Josef Vrana (17 October 1905 in Stříbrnice – 30 November 1987 in Olomouc) was the administrator of the archbishopric of Olomouc, as well as titular bishop of Octabia.

==Life==
After the death of the interned archbishop of Olomouc, Josef Karel Matocha In 1961, the Czechoslovak authorities refused to accept a new bishop candidate (František Vaňák) proposed by the Holy See. Finally, Josef Vrana was appointed an administrator on 19 February 1973.

The position of Vrana was controversially discussed. In order to avoid worse controversy, the Vatican accepted his appointment and appointed him at the same time to the titular bishop of Octabia. Nevertheless, the Church had no confidence in him, and avoided mentioning him as a "bishop of Olomouc," as the state authorities have demanded.
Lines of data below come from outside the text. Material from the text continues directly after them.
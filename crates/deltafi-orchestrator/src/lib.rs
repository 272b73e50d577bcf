//! Núcleo de orquestación de DeltaFi.
//!
//! Reúne la máquina de estados de DeltaFiles, el servicio que la aplica con
//! concurrencia optimista, los loops periódicos (eventos, requeue, borrado,
//! refresco de flujos) y el runner de retención.
//!
//! Ejemplo mínimo en memoria:
//!
//! ```
//! use deltafi_orchestrator::{CoreConfig, CoreContext, DeltaFilesService, IngressRequest};
//! use flow::{ActionSpec, ActionType, FlowDefinition};
//! use std::sync::Arc;
//!
//! let simple = FlowDefinition::new("simple", vec![ActionSpec::new("t", "org.T", ActionType::Transform)]);
//! let ctx = CoreContext::in_memory(CoreConfig::default(), vec![simple]).unwrap();
//! let service = DeltaFilesService::new(Arc::new(ctx));
//! let df = service.ingress(IngressRequest { flow: "simple".into(), name: "a.txt".into(), ..Default::default() })
//!                 .unwrap();
//! assert_eq!(df.stage.as_str(), "IN_FLIGHT");
//! ```
pub mod config;
pub mod context;
pub mod errors;
pub mod retention;
pub mod retry;
pub mod scheduler;
pub mod service;
pub mod state_machine;

pub use config::CoreConfig;
pub use context::CoreContext;
pub use errors::{CoreError, Result};
pub use retention::{configured_policies, load_policies, DeletePolicy, DeleteReport, DeleteRunner, TTL_SYSTEM_POLICY};
pub use retry::{with_optimistic_retry, Mutation};
pub use scheduler::{spawn, SchedulerHandle};
pub use service::{AcknowledgeResult, CancelResult, DeltaFilesService, EventBatchReport, IngressRequest, RetryResult};
pub use state_machine::{StateMachine, Transition, MISSING_FLOW_ACTION, TEST_MODE_ANNOTATION};
// content_storage.rs
use crate::content::{Content, ObjectReference, Segment, STORAGE_BUCKET};
use crate::DomainError;
use std::collections::HashMap;
use std::sync::{Mutex, MutexGuard};
use uuid::Uuid;

/// Contrato del almacenamiento de objetos (S3/MinIO en producción).
pub trait ContentStorage: Send + Sync {
  /// Lee el rango `offset..offset+size` del objeto.
  fn get(&self, reference: &ObjectReference) -> Result<Vec<u8>, DomainError>;

  /// Escribe el objeto completo `bucket/name`.
  fn put(&self, bucket: &str, name: &str, bytes: Vec<u8>) -> Result<(), DomainError>;

  fn delete(&self, reference: &ObjectReference) -> Result<(), DomainError>;

  /// Elimina todos los objetos cuyo nombre empieza con `prefix`. Devuelve
  /// cuántos se borraron.
  fn delete_by_prefix(&self, bucket: &str, prefix: &str) -> Result<usize, DomainError>;
}

/// Guarda `bytes` como un objeto nuevo del DeltaFile `did` y devuelve la
/// referencia de contenido de un único segmento.
pub fn store_content(storage: &dyn ContentStorage,
                     did: Uuid,
                     name: &str,
                     media_type: &str,
                     bytes: Vec<u8>)
                     -> Result<Content, DomainError> {
  let segment = Segment::new(Uuid::new_v4(), 0, bytes.len() as u64, did);
  storage.put(STORAGE_BUCKET, &segment.object_name(), bytes)?;
  Ok(Content::new(name, media_type, vec![segment]))
}

/// Concatena los bytes de todos los segmentos del contenido.
pub fn load_content(storage: &dyn ContentStorage, content: &Content) -> Result<Vec<u8>, DomainError> {
  let mut out = Vec::with_capacity(content.size() as usize);
  for reference in content.object_references() {
    out.extend(storage.get(&reference)?);
  }
  Ok(out)
}

/// Elimina todo el contenido de un DeltaFile.
pub fn delete_all_content(storage: &dyn ContentStorage, did: Uuid) -> Result<usize, DomainError> {
  storage.delete_by_prefix(STORAGE_BUCKET, &format!("{}/", did))
}

/// Almacenamiento en memoria indexado por `(bucket, name)`.
#[derive(Debug, Default)]
pub struct InMemoryContentStorage {
  objects: Mutex<HashMap<(String, String), Vec<u8>>>,
}

impl InMemoryContentStorage {
  pub fn new() -> Self {
    Self::default()
  }

  fn lock(&self) -> Result<MutexGuard<'_, HashMap<(String, String), Vec<u8>>>, DomainError> {
    self.objects.lock().map_err(|e| DomainError::ExternalError(format!("mutex poisoned: {:?}", e)))
  }

  pub fn object_count(&self) -> usize {
    self.objects.lock().map(|m| m.len()).unwrap_or(0)
  }
}

impl ContentStorage for InMemoryContentStorage {
  fn get(&self, reference: &ObjectReference) -> Result<Vec<u8>, DomainError> {
    let objects = self.lock()?;
    let bytes = objects.get(&(reference.bucket.clone(), reference.name.clone()))
                       .ok_or_else(|| DomainError::ExternalError(format!("objeto {} no encontrado", reference.name)))?;
    let start = reference.offset as usize;
    let end = start.saturating_add(reference.size as usize);
    bytes.get(start..end)
         .map(|s| s.to_vec())
         .ok_or_else(|| DomainError::ExternalError(format!("rango fuera del objeto {}", reference.name)))
  }

  fn put(&self, bucket: &str, name: &str, bytes: Vec<u8>) -> Result<(), DomainError> {
    self.lock()?.insert((bucket.to_string(), name.to_string()), bytes);
    Ok(())
  }

  fn delete(&self, reference: &ObjectReference) -> Result<(), DomainError> {
    self.lock()?.remove(&(reference.bucket.clone(), reference.name.clone()));
    Ok(())
  }

  fn delete_by_prefix(&self, bucket: &str, prefix: &str) -> Result<usize, DomainError> {
    let mut objects = self.lock()?;
    let before = objects.len();
    objects.retain(|(b, n), _| !(b == bucket && n.starts_with(prefix)));
    Ok(before - objects.len())
  }
}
In the episcopal conference of which he was a member, Vrana was supposed to push through the state's requirements and expectations. Nevertheless, he has also endeavored to fulfill his duties as a bishop. Neither his bishop's colleague nor the faithful who saw him as a traitor trusted him. On the part of the state authorities he was awarded an award, but at the same time he was also mistrusted, For example, his office and his telephone calls were monitored.

Vrana was buried in the Fürstenbergkapelle of Saint Wenceslas Cathedral, where an epitaph records him.